WORK INSTRUCTIONS
Among the entries below, tally the lines that include "warn", and give the number alone.

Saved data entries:
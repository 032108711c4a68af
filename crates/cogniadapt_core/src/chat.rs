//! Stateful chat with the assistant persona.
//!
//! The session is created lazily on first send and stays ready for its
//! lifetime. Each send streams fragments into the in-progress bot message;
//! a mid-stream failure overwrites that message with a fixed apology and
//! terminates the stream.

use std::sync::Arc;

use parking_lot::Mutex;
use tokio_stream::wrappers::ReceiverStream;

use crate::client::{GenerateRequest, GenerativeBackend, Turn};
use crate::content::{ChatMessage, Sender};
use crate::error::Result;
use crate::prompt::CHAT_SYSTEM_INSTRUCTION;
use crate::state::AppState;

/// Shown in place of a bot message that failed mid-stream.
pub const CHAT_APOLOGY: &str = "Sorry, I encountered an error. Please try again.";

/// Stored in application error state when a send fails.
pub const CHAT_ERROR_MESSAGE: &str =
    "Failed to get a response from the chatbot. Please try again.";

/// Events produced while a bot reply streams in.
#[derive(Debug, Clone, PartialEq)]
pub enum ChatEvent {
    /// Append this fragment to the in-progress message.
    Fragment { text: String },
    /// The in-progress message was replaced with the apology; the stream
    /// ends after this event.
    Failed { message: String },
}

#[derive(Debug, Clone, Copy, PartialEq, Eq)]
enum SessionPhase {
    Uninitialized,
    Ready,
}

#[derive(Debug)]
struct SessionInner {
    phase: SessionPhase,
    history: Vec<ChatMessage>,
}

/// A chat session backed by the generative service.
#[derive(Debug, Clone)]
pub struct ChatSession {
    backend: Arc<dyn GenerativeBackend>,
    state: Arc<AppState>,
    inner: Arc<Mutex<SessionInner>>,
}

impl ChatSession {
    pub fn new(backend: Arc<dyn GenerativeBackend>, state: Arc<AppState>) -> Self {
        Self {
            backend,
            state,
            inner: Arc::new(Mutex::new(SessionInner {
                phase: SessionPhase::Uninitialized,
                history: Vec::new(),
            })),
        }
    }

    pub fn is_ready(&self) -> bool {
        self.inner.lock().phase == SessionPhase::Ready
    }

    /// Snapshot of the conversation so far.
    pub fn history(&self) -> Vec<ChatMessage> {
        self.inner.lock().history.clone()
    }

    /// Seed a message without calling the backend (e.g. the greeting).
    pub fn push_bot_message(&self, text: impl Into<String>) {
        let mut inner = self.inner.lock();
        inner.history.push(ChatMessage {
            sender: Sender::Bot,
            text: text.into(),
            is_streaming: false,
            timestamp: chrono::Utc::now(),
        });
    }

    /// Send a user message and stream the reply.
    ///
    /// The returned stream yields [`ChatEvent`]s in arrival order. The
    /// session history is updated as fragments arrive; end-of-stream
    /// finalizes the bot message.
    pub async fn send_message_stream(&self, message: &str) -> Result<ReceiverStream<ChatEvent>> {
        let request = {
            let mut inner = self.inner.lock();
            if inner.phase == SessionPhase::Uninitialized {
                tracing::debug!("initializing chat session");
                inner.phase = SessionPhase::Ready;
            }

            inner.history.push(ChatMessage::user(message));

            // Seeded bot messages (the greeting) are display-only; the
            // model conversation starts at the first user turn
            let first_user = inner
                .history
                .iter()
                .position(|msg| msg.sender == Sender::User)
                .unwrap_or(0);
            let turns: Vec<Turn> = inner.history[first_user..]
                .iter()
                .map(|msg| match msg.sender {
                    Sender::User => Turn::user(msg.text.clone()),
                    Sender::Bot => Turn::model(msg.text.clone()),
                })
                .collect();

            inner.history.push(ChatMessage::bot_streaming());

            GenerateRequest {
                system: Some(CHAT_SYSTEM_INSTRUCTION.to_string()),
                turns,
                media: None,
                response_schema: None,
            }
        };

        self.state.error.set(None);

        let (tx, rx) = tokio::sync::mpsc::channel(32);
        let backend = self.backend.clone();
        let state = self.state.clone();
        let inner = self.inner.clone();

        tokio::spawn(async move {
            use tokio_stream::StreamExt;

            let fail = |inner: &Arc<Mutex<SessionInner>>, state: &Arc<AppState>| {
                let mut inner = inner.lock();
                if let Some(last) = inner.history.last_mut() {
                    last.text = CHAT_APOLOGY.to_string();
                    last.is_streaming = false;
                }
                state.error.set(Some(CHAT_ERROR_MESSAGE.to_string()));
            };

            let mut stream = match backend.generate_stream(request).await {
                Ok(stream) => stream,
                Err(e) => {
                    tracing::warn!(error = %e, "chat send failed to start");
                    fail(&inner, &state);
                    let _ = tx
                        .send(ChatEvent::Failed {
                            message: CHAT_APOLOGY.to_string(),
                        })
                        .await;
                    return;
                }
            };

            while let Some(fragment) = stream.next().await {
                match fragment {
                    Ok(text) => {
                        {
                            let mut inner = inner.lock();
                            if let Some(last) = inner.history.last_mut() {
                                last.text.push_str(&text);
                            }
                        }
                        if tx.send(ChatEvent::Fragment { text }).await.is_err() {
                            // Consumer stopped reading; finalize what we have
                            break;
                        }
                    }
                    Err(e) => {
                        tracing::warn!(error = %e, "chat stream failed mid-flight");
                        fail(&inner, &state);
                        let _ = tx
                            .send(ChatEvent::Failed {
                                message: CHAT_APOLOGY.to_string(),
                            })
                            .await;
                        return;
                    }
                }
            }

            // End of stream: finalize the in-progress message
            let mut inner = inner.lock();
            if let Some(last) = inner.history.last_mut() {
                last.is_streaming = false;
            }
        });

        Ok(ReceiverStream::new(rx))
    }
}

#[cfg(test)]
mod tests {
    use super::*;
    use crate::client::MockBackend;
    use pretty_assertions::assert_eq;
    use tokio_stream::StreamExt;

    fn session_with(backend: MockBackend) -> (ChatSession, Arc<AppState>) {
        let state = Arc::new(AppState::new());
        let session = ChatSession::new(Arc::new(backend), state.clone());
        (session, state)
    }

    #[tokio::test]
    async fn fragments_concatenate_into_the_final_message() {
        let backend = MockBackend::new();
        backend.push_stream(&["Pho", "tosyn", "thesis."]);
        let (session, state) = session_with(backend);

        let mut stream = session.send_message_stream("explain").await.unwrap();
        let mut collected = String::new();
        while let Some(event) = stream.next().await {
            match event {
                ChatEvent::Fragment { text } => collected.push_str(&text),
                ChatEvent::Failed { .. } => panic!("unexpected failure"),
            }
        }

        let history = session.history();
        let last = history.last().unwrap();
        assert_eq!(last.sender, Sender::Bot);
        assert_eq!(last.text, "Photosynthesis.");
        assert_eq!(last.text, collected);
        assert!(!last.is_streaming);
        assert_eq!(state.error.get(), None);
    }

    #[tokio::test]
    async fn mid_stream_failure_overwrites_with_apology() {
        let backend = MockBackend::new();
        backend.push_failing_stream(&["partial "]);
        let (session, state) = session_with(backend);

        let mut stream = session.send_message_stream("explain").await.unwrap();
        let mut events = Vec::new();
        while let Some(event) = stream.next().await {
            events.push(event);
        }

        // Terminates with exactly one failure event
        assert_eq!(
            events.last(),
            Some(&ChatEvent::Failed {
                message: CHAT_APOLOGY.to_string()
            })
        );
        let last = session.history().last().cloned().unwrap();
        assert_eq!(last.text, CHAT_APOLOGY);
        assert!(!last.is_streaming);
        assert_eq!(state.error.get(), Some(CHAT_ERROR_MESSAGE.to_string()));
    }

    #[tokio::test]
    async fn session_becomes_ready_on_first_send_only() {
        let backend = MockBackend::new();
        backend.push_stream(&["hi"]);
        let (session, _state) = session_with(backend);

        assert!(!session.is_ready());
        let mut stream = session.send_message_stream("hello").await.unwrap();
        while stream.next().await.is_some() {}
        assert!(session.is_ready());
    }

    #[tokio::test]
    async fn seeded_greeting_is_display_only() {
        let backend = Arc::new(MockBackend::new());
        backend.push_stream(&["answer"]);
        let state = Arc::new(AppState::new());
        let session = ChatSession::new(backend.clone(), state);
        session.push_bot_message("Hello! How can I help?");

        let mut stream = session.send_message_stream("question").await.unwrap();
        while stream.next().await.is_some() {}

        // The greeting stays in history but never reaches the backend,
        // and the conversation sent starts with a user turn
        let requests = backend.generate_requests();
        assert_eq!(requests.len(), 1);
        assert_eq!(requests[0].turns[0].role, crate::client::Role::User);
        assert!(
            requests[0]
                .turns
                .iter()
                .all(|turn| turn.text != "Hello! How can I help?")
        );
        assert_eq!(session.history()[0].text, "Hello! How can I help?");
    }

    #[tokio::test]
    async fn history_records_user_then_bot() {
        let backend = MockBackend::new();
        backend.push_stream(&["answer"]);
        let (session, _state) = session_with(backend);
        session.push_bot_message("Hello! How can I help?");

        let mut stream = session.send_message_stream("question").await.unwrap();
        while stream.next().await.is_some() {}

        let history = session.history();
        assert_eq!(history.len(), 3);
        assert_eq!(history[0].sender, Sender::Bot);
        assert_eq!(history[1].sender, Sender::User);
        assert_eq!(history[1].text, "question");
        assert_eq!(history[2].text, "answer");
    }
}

RESULT OF THIS EXERCISE
2